To our knowledge, this is the first study to explore the use of PSs to address bias due to differential RTM in noninterventional studies of drug effectiveness and safety. As discussed, current methods have substantial limitations.^2–6 They necessitate either changing a study’s question, making strong distributional assumptions about outcome values, or implementing a different study design. PSs, on the other hand, allow investigators to preserve their original study question, complement commonly used approaches (eg, IPTW) for confounding control, and can be applied to multiple study designs. Relatedly, future work should consider if these PS models could be extended to include important covariates and thus simultaneously control for confounding.

This simulation can inform future implementation of these PS-based methods. Most critically, we demonstrated that PS-based methods recover the most bias from differential RTM when the mechanism making RTM differential is perfectly measured. This is not surprising; however, the rank ordering of adjustment metrics found in this study are likely not universal but instead depend upon the underlying data generating mechanism. Researchers should critically assess what metric would be most appropriate in their data. We also found that PS-based adjustment resulted in increased effect estimate precision. Indeed, this aligns with prior findings that PS adjustment for predictors of the outcome improves precision.¹⁵ Finally, we have shown that these proposed methods were less effective in small populations, and, although expected, this bias is an issue regardless of whether there is a treatment effect.

Limitations of this study should be noted. Most clearly, our simulated cohort is a simplified version of real-world data. For example, ITP severity drove treatment decisions in the simulation, which is unknown in real data, and was a dichotomous variable. We chose this because provider treatment decisions are driven by unobservable prognostic factors, and we could not reflect the full spectrum of ITP severity. Further, analytic concerns are more complicated outside of our simulation.⁸ For example, every individual in our simulation had the same number of laboratory values recorded prior to cohort entry. These simplifications made this simulation tractable for illustration.

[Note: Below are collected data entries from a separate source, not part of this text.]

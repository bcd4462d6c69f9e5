//! Collaborator seams: the request backend, the router, and the error payloads
//! they hand back.

use futures::future::BoxFuture;
use serde_json::Value;

use crate::model::{RecentRequestEntry, RequestDraft};

/// Inline text used when a creation failure carries no usable message.
pub const UNKNOWN_ERROR: &str = "Unknown error occurred";

/// Inline text used when a list refresh failure carries no usable message.
pub const RECENT_LIST_ERROR: &str = "Error loading recent requests";

/// A failure reported by the backend.
///
/// The payload is kept as raw JSON because its shape is not guaranteed: it may
/// be `{"body": {"message": ..}}`, `{"message": ..}`, a bare string, or
/// anything else. Message lookups degrade instead of failing.
#[derive(Debug, Clone, PartialEq, thiserror::Error)]
#[error("remote call failed: {payload}")]
pub struct RemoteError {
    payload: Value,
}

impl RemoteError {
    pub fn new(payload: Value) -> Self {
        Self { payload }
    }

    /// Error with a nested `body.message`, the shape server-side exceptions use.
    pub fn structured(message: impl Into<String>) -> Self {
        Self::new(serde_json::json!({ "body": { "message": message.into() } }))
    }

    /// Error with a top-level `message`, the shape transport failures use.
    pub fn generic(message: impl Into<String>) -> Self {
        Self::new(serde_json::json!({ "message": message.into() }))
    }

    pub fn payload(&self) -> &Value {
        &self.payload
    }

    /// `body.message`, if present and non-empty.
    pub fn structured_message(&self) -> Option<&str> {
        non_empty(self.payload.pointer("/body/message"))
    }

    /// Top-level `message`, if present and non-empty.
    pub fn generic_message(&self) -> Option<&str> {
        non_empty(self.payload.get("message"))
    }

    /// The payload itself when it is a non-empty string.
    pub fn raw_text(&self) -> Option<&str> {
        non_empty(Some(&self.payload))
    }

    /// Message for a failed submission: structured, generic, raw string, then
    /// [`UNKNOWN_ERROR`].
    pub fn submission_message(&self) -> String {
        self.structured_message()
            .or_else(|| self.generic_message())
            .or_else(|| self.raw_text())
            .unwrap_or(UNKNOWN_ERROR)
            .to_string()
    }

    /// Message for a failed list refresh: structured, generic, then
    /// [`RECENT_LIST_ERROR`].
    pub fn recent_list_message(&self) -> String {
        self.structured_message()
            .or_else(|| self.generic_message())
            .unwrap_or(RECENT_LIST_ERROR)
            .to_string()
    }
}

impl From<&str> for RemoteError {
    fn from(message: &str) -> Self {
        Self::new(Value::String(message.to_string()))
    }
}

impl From<String> for RemoteError {
    fn from(message: String) -> Self {
        Self::new(Value::String(message))
    }
}

fn non_empty(value: Option<&Value>) -> Option<&str> {
    value.and_then(Value::as_str).filter(|s| !s.is_empty())
}

/// The persistence service behind the form.
///
/// Futures are boxed so the backend can sit behind `Arc<dyn RequestBackend>`
/// and be driven from a spawned task.
pub trait RequestBackend: Send + Sync {
    /// Creates a record from the draft and resolves to its identifier.
    fn create_request(&self, draft: RequestDraft) -> BoxFuture<'_, Result<String, RemoteError>>;

    /// Resolves to at most `limit` of the most recently created records.
    fn list_recent(
        &self,
        limit: usize,
    ) -> BoxFuture<'_, Result<Vec<RecentRequestEntry>, RemoteError>>;
}

/// Host-provided router. Fire-and-forget; the lifecycle never retries.
pub trait Navigator {
    fn navigate_to_record(&mut self, record_id: &str, record_type: &str);
}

Bias due to differential RTM is an important concern in noninterventional studies of treatments on biomarker outcomes when inclusion in the study is dependent on subjects having extreme values of those same biomarkers. Failure to account for differential RTM will produce biased results, potentially making a more-aggressive therapy appear less effective than it is.^2,3 This could turn patients and stakeholders away from important medical treatments. We have shown that PS adjustment with appropriately specified models can be an effective approach to reduce bias due to differential RTM.

Conclusion

We found the use of PS-based methods to be effective at mitigating bias due to differential RTM in noninterventional studies. This approach fits easily within standard comparative drug effectiveness and safety studies and should be integrated into future research. PS-based methods work best when investigators can adequately capture the mechanism causing RTM to be differential by treatment.